[Source data]
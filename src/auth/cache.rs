use std::fs;
use std::path::{Path, PathBuf};

use super::provider::ConsumerIdentityProvider;
use crate::error::AuthError;
use crate::util::fs::write_atomic;

/// Single-file persistence for the provider-opaque consumer token cache.
///
/// Callers load the file into the provider before every cache access and
/// write it back only when the provider reports that its in-memory cache
/// changed. Writes go through a temp file and a rename, so a crash mid-save
/// leaves the previous blob intact.
///
/// # Example
/// ```no_run
/// use portcullis::auth::TokenCache;
///
/// let cache = TokenCache::new("/tmp/portcullis/consumer-cache.bin");
/// cache.save(b"{\"version\":1,\"accounts\":[]}")?;
/// assert!(cache.load()?.is_some());
/// # Ok::<(), portcullis::error::AuthError>(())
/// ```
#[derive(Debug, Clone)]
pub struct TokenCache {
    path: PathBuf,
}

impl TokenCache {
    pub fn new(path: impl Into<PathBuf>) -> Self {
        Self { path: path.into() }
    }

    pub fn path(&self) -> &Path {
        &self.path
    }

    pub fn load(&self) -> Result<Option<Vec<u8>>, AuthError> {
        match fs::read(&self.path) {
            Ok(data) => Ok(Some(data)),
            Err(err) if err.kind() == std::io::ErrorKind::NotFound => Ok(None),
            Err(err) => Err(AuthError::Io(err.to_string())),
        }
    }

    pub fn save(&self, blob: &[u8]) -> Result<(), AuthError> {
        write_atomic(&self.path, blob)
    }

    pub fn clear(&self) -> Result<(), AuthError> {
        match fs::remove_file(&self.path) {
            Ok(()) => Ok(()),
            Err(err) if err.kind() == std::io::ErrorKind::NotFound => Ok(()),
            Err(err) => Err(AuthError::Io(err.to_string())),
        }
    }

    /// Hydrate the provider from disk. Returns whether a blob was found.
    ///
    /// An unreadable blob is discarded rather than failing the caller; the
    /// user simply has to sign in again.
    pub fn load_into(&self, provider: &dyn ConsumerIdentityProvider) -> Result<bool, AuthError> {
        let Some(blob) = self.load()? else {
            return Ok(false);
        };
        if let Err(err) = provider.import_cache(&blob) {
            tracing::warn!(
                path = %self.path.display(),
                error = %err,
                "Discarding unreadable token cache"
            );
            return Ok(false);
        }
        Ok(true)
    }

    /// Persist the provider cache if it changed since the last import/export.
    /// Returns whether a write happened.
    pub fn save_if_changed(
        &self,
        provider: &dyn ConsumerIdentityProvider,
    ) -> Result<bool, AuthError> {
        if !provider.has_state_changed() {
            return Ok(false);
        }
        let blob = provider.export_cache()?;
        self.save(&blob)?;
        tracing::debug!(path = %self.path.display(), bytes = blob.len(), "Token cache saved");
        Ok(true)
    }
}
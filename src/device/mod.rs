//! OAuth2 Device Authorization Grant for the developer identity.

pub mod client;
pub mod endpoint;
pub mod flow;
pub mod prefs;
pub mod session;

pub use client::DeviceCodeIdentityClient;
pub use endpoint::{DeviceAuthorizationEndpoint, HttpDeviceEndpoint};
pub use flow::{DeviceFlow, ShowUserCode};
pub use prefs::{FilePreferenceStore, PreferenceStore};
pub use session::{
    DeveloperAccount, DeveloperProfile, DeviceAuthSession, DeviceFlowState, DeviceToken,
    PollResponse,
};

Directions.
Every line above has to be restated word for word.

Your response.
filename src/auth/cache.rs
use std::fs;
use std::path::{Path, PathBuf};

use super::provider::ConsumerIdentityProvider;
use crate::error::AuthError;
use crate::util::fs::write_atomic;

/// Single-file persistence for the provider-opaque consumer token cache.
///
/// Callers load the file into the provider before every cache access and
/// write it back only when the provider reports that its in-memory cache
/// changed. Writes go through a temp file and a rename, so a crash mid-save
/// leaves the previous blob intact.
///
/// # Example
/// ```no_run
/// use portcullis::auth::TokenCache;
///
/// let cache = TokenCache::new("/tmp/portcullis/consumer-cache.bin");
/// cache.save(b"{\"version\":1,\"accounts\":[]}")?;
/// assert!(cache.load()?.is_some());
/// # Ok::<(), portcullis::error::AuthError>(())
/// ```
#[derive(Debug, Clone)]
pub struct TokenCache {
    path: PathBuf,
}

impl TokenCache {
    pub fn new(path: impl Into<PathBuf>) -> Self {
        Self { path: path.into() }
    }

    pub fn path(&self) -> &Path {
        &self.path
    }

    pub fn load(&self) -> Result<Option<Vec<u8>>, AuthError> {
        match fs::read(&self.path) {
            Ok(data) => Ok(Some(data)),
            Err(err) if err.kind() == std::io::ErrorKind::NotFound => Ok(None),
            Err(err) => Err(AuthError::Io(err.to_string())),
        }
    }

    pub fn save(&self, blob: &[u8]) -> Result<(), AuthError> {
        write_atomic(&self.path, blob)
    }

    pub fn clear(&self) -> Result<(), AuthError> {
        match fs::remove_file(&self.path) {
            Ok(()) => Ok(()),
            Err(err) if err.kind() == std::io::ErrorKind::NotFound => Ok(()),
            Err(err) => Err(AuthError::Io(err.to_string())),
        }
    }

    /// Hydrate the provider from disk. Returns whether a blob was found.
    ///
    /// An unreadable blob is discarded rather than failing the caller; the
    /// user simply has to sign in again.
    pub fn load_into(&self, provider: &dyn ConsumerIdentityProvider) -> Result<bool, AuthError> {
        let Some(blob) = self.load()? else {
            return Ok(false);
        };
        if let Err(err) = provider.import_cache(&blob) {
            tracing::warn!(
                path = %self.path.display(),
                error = %err,
                "Discarding unreadable token cache"
            );
            return Ok(false);
        }
        Ok(true)
    }

    /// Persist the provider cache if it changed since the last import/export.
    /// Returns whether a write happened.
    pub fn save_if_changed(
        &self,
        provider: &dyn ConsumerIdentityProvider,
    ) -> Result<bool, AuthError> {
        if !provider.has_state_changed() {
            return Ok(false);
        }
        let blob = provider.export_cache()?;
        self.save(&blob)?;
        tracing::debug!(path = %self.path.display(), bytes = blob.len(), "Token cache saved");
        Ok(true)
    }
}
filename src/device/mod.rs
//! OAuth2 Device Authorization Grant for the developer identity.

pub mod client;
pub mod endpoint;
pub mod flow;
pub mod prefs;
pub mod session;

pub use client::DeviceCodeIdentityClient;
pub use endpoint::{DeviceAuthorizationEndpoint, HttpDeviceEndpoint};
pub use flow::{DeviceFlow, ShowUserCode};
pub use prefs::{FilePreferenceStore, PreferenceStore};
pub use session::{
    DeveloperAccount, DeveloperProfile, DeviceAuthSession, DeviceFlowState, DeviceToken,
    PollResponse,
};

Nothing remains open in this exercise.